大騒ぎしている一室を覗くと、そこでは信玄が幼い弁丸と同じ精神年齢でじゃれていた。


「………ナニやってんですか」
「おうっ!佐助も早く参加するな!」
「そうでござる!しゃすけもいっしょにやるなでごじゃる!」
弁丸はそう言いながら自分の横をばしばし叩いて佐助を呼ぶ。
信玄も、にやにやしながらその光景を見ている。

「あー……なるほど。じゃあ俺は参加しませんよ。

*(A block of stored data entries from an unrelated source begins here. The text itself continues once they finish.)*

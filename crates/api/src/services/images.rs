//! Local image store for listing photos.
//!
//! Photos are written under the configured upload directory with a random
//! `public_id` and served by `ServeDir` at [`UPLOADS_PATH`].

use std::path::{Path, PathBuf};

use thiserror::Error;
use tracing::instrument;
use uuid::Uuid;

use crate::models::CarImage;

/// URL prefix the upload directory is served under.
pub const UPLOADS_PATH: &str = "/uploads";

/// Largest accepted photo.
pub const MAX_IMAGE_BYTES: usize = 10 * 1024 * 1024;

/// Errors from the image store.
#[derive(Debug, Error)]
pub enum ImageStoreError {
    /// Content type is not an accepted image format.
    #[error("unsupported image type: {0}")]
    UnsupportedType(String),

    /// The upload had no bytes.
    #[error("image is empty")]
    Empty,

    /// The upload exceeded [`MAX_IMAGE_BYTES`].
    #[error("image exceeds {MAX_IMAGE_BYTES} bytes")]
    TooLarge,

    /// Filesystem error.
    #[error("io error: {0}")]
    Io(#[from] std::io::Error),
}

/// File extension for an accepted image content type.
#[must_use]
pub fn extension_for(content_type: &str) -> Option<&'static str> {
    match content_type.trim().to_ascii_lowercase().as_str() {
        "image/jpeg" | "image/jpg" => Some("jpg"),
        "image/png" => Some("png"),
        "image/webp" => Some("webp"),
        _ => None,
    }
}

/// Writes photos to disk.
#[derive(Debug, Clone)]
pub struct ImageStore {
    dir: PathBuf,
}

impl ImageStore {
    /// Store photos under `dir`. The directory is created on first save.
    #[must_use]
    pub fn new(dir: impl Into<PathBuf>) -> Self {
        Self { dir: dir.into() }
    }

    /// Directory photos are written to.
    #[must_use]
    pub fn dir(&self) -> &Path {
        &self.dir
    }

    /// Validate and persist a photo.
    ///
    /// # Errors
    ///
    /// Returns `ImageStoreError::UnsupportedType`, `Empty` or `TooLarge` for
    /// unacceptable uploads and `Io` if the file cannot be written.
    #[instrument(skip(self, bytes), fields(bytes = bytes.len()))]
    pub async fn save(&self, bytes: &[u8], content_type: &str) -> Result<CarImage, ImageStoreError> {
        let extension = extension_for(content_type)
            .ok_or_else(|| ImageStoreError::UnsupportedType(content_type.to_owned()))?;
        if bytes.is_empty() {
            return Err(ImageStoreError::Empty);
        }
        if bytes.len() > MAX_IMAGE_BYTES {
            return Err(ImageStoreError::TooLarge);
        }

        tokio::fs::create_dir_all(&self.dir).await?;
        let public_id = format!("{}.{extension}", Uuid::new_v4());
        tokio::fs::write(self.dir.join(&public_id), bytes).await?;

        Ok(CarImage {
            url: format!("{UPLOADS_PATH}/{public_id}"),
            public_id,
        })
    }

    /// Remove a stored photo. Missing files are ignored.
    ///
    /// # Errors
    ///
    /// Returns `ImageStoreError::Io` for filesystem errors other than
    /// not-found.
    pub async fn remove(&self, public_id: &str) -> Result<(), ImageStoreError> {
        // public_ids are generated here; anything with a separator is not ours.
        if public_id.contains(['/', '\\']) || public_id.starts_with('.') {
            return Ok(());
        }
        match tokio::fs::remove_file(self.dir.join(public_id)).await {
            Ok(()) => Ok(()),
            Err(e) if e.kind() == std::io::ErrorKind::NotFound => Ok(()),
            Err(e) => Err(e.into()),
        }
    }
}

#[cfg(test)]
#[allow(clippy::unwrap_used)]
mod tests {
    use super::*;

    fn temp_store() -> ImageStore {
        ImageStore::new(std::env::temp_dir().join(format!("carmart-images-{}", Uuid::new_v4())))
    }

    #[test]
    fn test_extension_for() {
        assert_eq!(extension_for("image/jpeg"), Some("jpg"));
        assert_eq!(extension_for("IMAGE/PNG"), Some("png"));
        assert_eq!(extension_for("image/webp"), Some("webp"));
        assert_eq!(extension_for("image/gif"), None);
        assert_eq!(extension_for("application/pdf"), None);
    }

    #[tokio::test]
    async fn test_save_and_remove() {
        let store = temp_store();
        let image = store.save(b"\x89PNG fake", "image/png").await.unwrap();

        assert!(image.public_id.ends_with(".png"));
        assert_eq!(image.url, format!("/uploads/{}", image.public_id));
        let on_disk = tokio::fs::read(store.dir().join(&image.public_id)).await.unwrap();
        assert_eq!(on_disk, b"\x89PNG fake");

        store.remove(&image.public_id).await.unwrap();
        assert!(!store.dir().join(&image.public_id).exists());
        store.remove(&image.public_id).await.unwrap();

        tokio::fs::remove_dir_all(store.dir()).await.unwrap();
    }

    #[tokio::test]
    async fn test_save_rejects_bad_uploads() {
        let store = temp_store();
        assert!(matches!(
            store.save(b"GIF89a", "image/gif").await,
            Err(ImageStoreError::UnsupportedType(_))
        ));
        assert!(matches!(
            store.save(b"", "image/jpeg").await,
            Err(ImageStoreError::Empty)
        ));
        assert!(!store.dir().exists());
    }
}
//! Authentication and account service.
//!
//! Provides password registration/login, token resolution for the auth
//! extractors, and self-service profile management.

mod error;
mod token;

pub use error::AuthError;
pub use token::{TOKEN_TTL, TokenSigner};

use argon2::{
    Argon2,
    password_hash::{PasswordHash, PasswordHasher, PasswordVerifier, SaltString, rand_core::OsRng},
};
use tracing::instrument;

use carmart_core::{Email, Role, UserId};

use crate::db::{RepositoryError, Store};
use crate::models::{Identity, NewUser, User, UserChanges};

/// Minimum password length.
const MIN_PASSWORD_LENGTH: usize = 8;

/// Fields submitted when registering.
#[derive(Debug, Default)]
pub struct Registration {
    pub name: Option<String>,
    pub email: Option<String>,
    pub password: Option<String>,
    pub phone_number: Option<String>,
    pub address: Option<String>,
}

/// Fields submitted when editing a profile. `None` leaves a field as is.
#[derive(Debug, Default)]
pub struct ProfileUpdate {
    pub name: Option<String>,
    pub email: Option<String>,
    pub password: Option<String>,
    pub phone_number: Option<String>,
    pub address: Option<String>,
}

/// Authentication service.
///
/// Handles registration, login, identity resolution and profile changes.
pub struct AuthService<'a> {
    store: &'a dyn Store,
}

impl<'a> AuthService<'a> {
    /// Create a new authentication service.
    #[must_use]
    pub const fn new(store: &'a dyn Store) -> Self {
        Self { store }
    }

    /// Register a new account with the `user` role.
    ///
    /// # Errors
    ///
    /// Returns `AuthError::MissingField` if name, email or password is blank.
    /// Returns `AuthError::InvalidEmail` if the email format is invalid.
    /// Returns `AuthError::WeakPassword` if the password doesn't meet requirements.
    /// Returns `AuthError::UserAlreadyExists` if the email is already registered.
    #[instrument(skip_all)]
    pub async fn register(&self, registration: Registration) -> Result<User, AuthError> {
        self.create_account(registration, Role::User).await
    }

    /// Create an account with an explicit role (operator tooling only).
    ///
    /// # Errors
    ///
    /// Same as [`AuthService::register`].
    #[instrument(skip_all, fields(role = %role))]
    pub async fn create_account(
        &self,
        registration: Registration,
        role: Role,
    ) -> Result<User, AuthError> {
        let name = required(registration.name, "name")?;
        let email = Email::parse(&required(registration.email, "email")?)?;
        let password = registration.password.ok_or(AuthError::MissingField("password"))?;
        validate_password(&password)?;
        let password_hash = hash_password(&password)?;

        let user = self
            .store
            .create_user(NewUser {
                name,
                email,
                password_hash,
                role,
                phone_number: optional(registration.phone_number),
                address: optional(registration.address),
            })
            .await
            .map_err(|e| match e {
                RepositoryError::Conflict(_) => AuthError::UserAlreadyExists,
                other => AuthError::Repository(other),
            })?;

        tracing::info!(user_id = %user.id, "Account created");
        Ok(user)
    }

    /// Login with email and password.
    ///
    /// Unknown emails and wrong passwords produce the same error.
    ///
    /// # Errors
    ///
    /// Returns `AuthError::MissingField` if either value is blank and
    /// `AuthError::InvalidCredentials` if the email/password is wrong.
    #[instrument(skip_all)]
    pub async fn login(
        &self,
        email: Option<String>,
        password: Option<String>,
    ) -> Result<User, AuthError> {
        let email = required(email, "email")?;
        let password = password
            .filter(|p| !p.is_empty())
            .ok_or(AuthError::MissingField("password"))?;
        let email = Email::parse(&email).map_err(|_| AuthError::InvalidCredentials)?;

        let user = self
            .store
            .user_by_email(&email)
            .await?
            .ok_or(AuthError::InvalidCredentials)?;
        verify_password(&password, &user.password_hash)?;

        Ok(user)
    }

    /// Resolve the account a verified token was issued for.
    ///
    /// # Errors
    ///
    /// Returns `AuthError::UserNotFound` if the account has been deleted.
    pub async fn identity(&self, user_id: UserId) -> Result<Identity, AuthError> {
        let user = self.get_user(user_id).await?;
        Ok(Identity::from(&user))
    }

    /// Get a user by ID.
    ///
    /// # Errors
    ///
    /// Returns `AuthError::UserNotFound` if the user doesn't exist.
    pub async fn get_user(&self, user_id: UserId) -> Result<User, AuthError> {
        self.store
            .user_by_id(user_id)
            .await?
            .ok_or(AuthError::UserNotFound)
    }

    /// Apply a partial profile update.
    ///
    /// # Errors
    ///
    /// Returns `AuthError::InvalidEmail`, `AuthError::WeakPassword` or
    /// `AuthError::MissingField` for invalid values and
    /// `AuthError::UserAlreadyExists` if the new email is taken.
    #[instrument(skip_all, fields(user_id = %user_id))]
    pub async fn update_profile(
        &self,
        user_id: UserId,
        update: ProfileUpdate,
    ) -> Result<User, AuthError> {
        let name = match update.name {
            Some(name) => Some(required(Some(name), "name")?),
            None => None,
        };
        let email = update.email.as_deref().map(Email::parse).transpose()?;
        let password_hash = match update.password {
            Some(password) => {
                validate_password(&password)?;
                Some(hash_password(&password)?)
            }
            None => None,
        };

        let changes = UserChanges {
            name,
            email,
            password_hash,
            phone_number: update.phone_number.map(|p| p.trim().to_owned()),
            address: update.address.map(|a| a.trim().to_owned()),
        };
        if changes.is_empty() {
            return self.get_user(user_id).await;
        }

        self.store
            .update_user(user_id, changes)
            .await
            .map_err(|e| match e {
                RepositoryError::Conflict(_) => AuthError::UserAlreadyExists,
                RepositoryError::NotFound => AuthError::UserNotFound,
                other => AuthError::Repository(other),
            })
    }

    /// Delete an account along with its listings and bookings.
    ///
    /// # Errors
    ///
    /// Returns `AuthError::UserNotFound` if the account was already gone.
    #[instrument(skip_all, fields(user_id = %user_id))]
    pub async fn delete_account(&self, user_id: UserId) -> Result<(), AuthError> {
        if self.store.delete_user(user_id).await? {
            tracing::info!("Account deleted");
            Ok(())
        } else {
            Err(AuthError::UserNotFound)
        }
    }
}

// =============================================================================
// Helper Functions
// =============================================================================

/// Trimmed, non-empty value or `MissingField`.
fn required(value: Option<String>, field: &'static str) -> Result<String, AuthError> {
    value
        .map(|v| v.trim().to_owned())
        .filter(|v| !v.is_empty())
        .ok_or(AuthError::MissingField(field))
}

/// Trimmed value, with blanks treated as absent.
fn optional(value: Option<String>) -> Option<String> {
    value
        .map(|v| v.trim().to_owned())
        .filter(|v| !v.is_empty())
}

/// Validate password requirements.
fn validate_password(password: &str) -> Result<(), AuthError> {
    if password.len() < MIN_PASSWORD_LENGTH {
        return Err(AuthError::WeakPassword(format!(
            "Password must be at least {MIN_PASSWORD_LENGTH} characters"
        )));
    }
    Ok(())
}

/// Hash a password using Argon2.
///
/// # Errors
///
/// Returns `AuthError::PasswordHash` if hashing fails.
pub fn hash_password(password: &str) -> Result<String, AuthError> {
    let salt = SaltString::generate(&mut OsRng);
    let argon2 = Argon2::default();

    argon2
        .hash_password(password.as_bytes(), &salt)
        .map(|hash| hash.to_string())
        .map_err(|_| AuthError::PasswordHash)
}

/// Verify a password against a hash.
fn verify_password(password: &str, hash: &str) -> Result<(), AuthError> {
    let parsed_hash = PasswordHash::new(hash).map_err(|_| AuthError::PasswordHash)?;

    Argon2::default()
        .verify_password(password.as_bytes(), &parsed_hash)
        .map_err(|_| AuthError::InvalidCredentials)
}

#[cfg(test)]
#[allow(clippy::unwrap_used)]
mod tests {
    use super::*;
    use crate::db::MemoryStore;

    fn registration(email: &str) -> Registration {
        Registration {
            name: Some("  Priya  ".to_string()),
            email: Some(email.to_string()),
            password: Some("correct horse".to_string()),
            phone_number: Some("   ".to_string()),
            address: None,
        }
    }

    #[test]
    fn test_hash_and_verify() {
        let hash = hash_password("hunter2hunter2").unwrap();
        assert!(verify_password("hunter2hunter2", &hash).is_ok());
        assert!(matches!(
            verify_password("wrong-password", &hash),
            Err(AuthError::InvalidCredentials)
        ));
    }

    #[test]
    fn test_validate_password() {
        assert!(validate_password("short").is_err());
        assert!(validate_password("12345678").is_ok());
    }

    #[tokio::test]
    async fn test_register_normalizes_and_defaults_role() {
        let store = MemoryStore::new();
        let auth = AuthService::new(&store);

        let user = auth.register(registration("Priya@Cars.Example")).await.unwrap();
        assert_eq!(user.name, "Priya");
        assert_eq!(user.email.as_str(), "priya@cars.example");
        assert_eq!(user.role, Role::User);
        assert_eq!(user.phone_number, None);
        assert_ne!(user.password_hash, "correct horse");
    }

    #[tokio::test]
    async fn test_register_duplicate_email() {
        let store = MemoryStore::new();
        let auth = AuthService::new(&store);

        auth.register(registration("dup@cars.example")).await.unwrap();
        let err = auth
            .register(registration("DUP@cars.example"))
            .await
            .unwrap_err();
        assert!(matches!(err, AuthError::UserAlreadyExists));
    }

    #[tokio::test]
    async fn test_register_missing_fields() {
        let store = MemoryStore::new();
        let auth = AuthService::new(&store);

        let err = auth
            .register(Registration {
                name: Some(" ".to_string()),
                ..registration("x@cars.example")
            })
            .await
            .unwrap_err();
        assert!(matches!(err, AuthError::MissingField("name")));
    }

    #[tokio::test]
    async fn test_login_does_not_reveal_which_part_failed() {
        let store = MemoryStore::new();
        let auth = AuthService::new(&store);
        auth.register(registration("login@cars.example")).await.unwrap();

        let ok = auth
            .login(
                Some("LOGIN@cars.example".to_string()),
                Some("correct horse".to_string()),
            )
            .await
            .unwrap();
        assert_eq!(ok.email.as_str(), "login@cars.example");

        let wrong_password = auth
            .login(
                Some("login@cars.example".to_string()),
                Some("battery staple".to_string()),
            )
            .await
            .unwrap_err();
        let unknown_email = auth
            .login(
                Some("nobody@cars.example".to_string()),
                Some("correct horse".to_string()),
            )
            .await
            .unwrap_err();
        assert!(matches!(wrong_password, AuthError::InvalidCredentials));
        assert!(matches!(unknown_email, AuthError::InvalidCredentials));
    }

    #[tokio::test]
    async fn test_update_profile_changes_password_and_rejects_taken_email() {
        let store = MemoryStore::new();
        let auth = AuthService::new(&store);
        let user = auth.register(registration("me@cars.example")).await.unwrap();
        auth.register(registration("taken@cars.example")).await.unwrap();

        let updated = auth
            .update_profile(
                user.id,
                ProfileUpdate {
                    address: Some("12 Elm St".to_string()),
                    password: Some("new password!".to_string()),
                    ..ProfileUpdate::default()
                },
            )
            .await
            .unwrap();
        assert_eq!(updated.address.as_deref(), Some("12 Elm St"));
        assert!(
            auth.login(
                Some("me@cars.example".to_string()),
                Some("new password!".to_string())
            )
            .await
            .is_ok()
        );

        let err = auth
            .update_profile(
                user.id,
                ProfileUpdate {
                    email: Some("taken@cars.example".to_string()),
                    ..ProfileUpdate::default()
                },
            )
            .await
            .unwrap_err();
        assert!(matches!(err, AuthError::UserAlreadyExists));
    }

    #[tokio::test]
    async fn test_deleted_account_no_longer_resolves() {
        let store = MemoryStore::new();
        let auth = AuthService::new(&store);
        let user = auth.register(registration("gone@cars.example")).await.unwrap();

        auth.delete_account(user.id).await.unwrap();
        assert!(matches!(
            auth.identity(user.id).await,
            Err(AuthError::UserNotFound)
        ));
    }
}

ここでお二人を見てませんから」

内心の苦笑を隠し、佐助は柱に凭れる。
その足元に、とてとてと弁丸が寄って来た。

「しゃすけ、だっこ」

両手を広げた弁丸が大きな目で見上げてくる。

佐助は腕組みをしたままにこにこと弁丸を見下ろす。

いつまでも動かない佐助に焦れたのか、幸村が佐助の袖を引く。

「だっこ!」

佐助は爽やかな笑顔のまま言い切った。
「ダメですよー若」
ガンっと衝撃を受けて涙目になる弁丸に、佐助はにっこりと笑みを向ける。
「だって若はいま逆言遊びしてるんでしょう?」

なんだかよく分からないけど佐助がだっこしてくれなくて、弁丸はえぐえぐと泣き出してしまった。
「あっ」
「ふっ、ふぇっ」

佐助は慌ててしゃがんだ。
泣き出した弁丸と視線を合わせて、抱き締める。
「ごめんね若。ちょっと遊びすぎちゃった」

そのまま弁丸を抱き上げる。

「悪い忍だなぁ弁丸」
「お館様………」

自分だって遊んでいたくせにと、佐助は呆れた。

弁丸の方は大好きな佐助にだっこされてご満悦のようで、にこにこと笑っていた。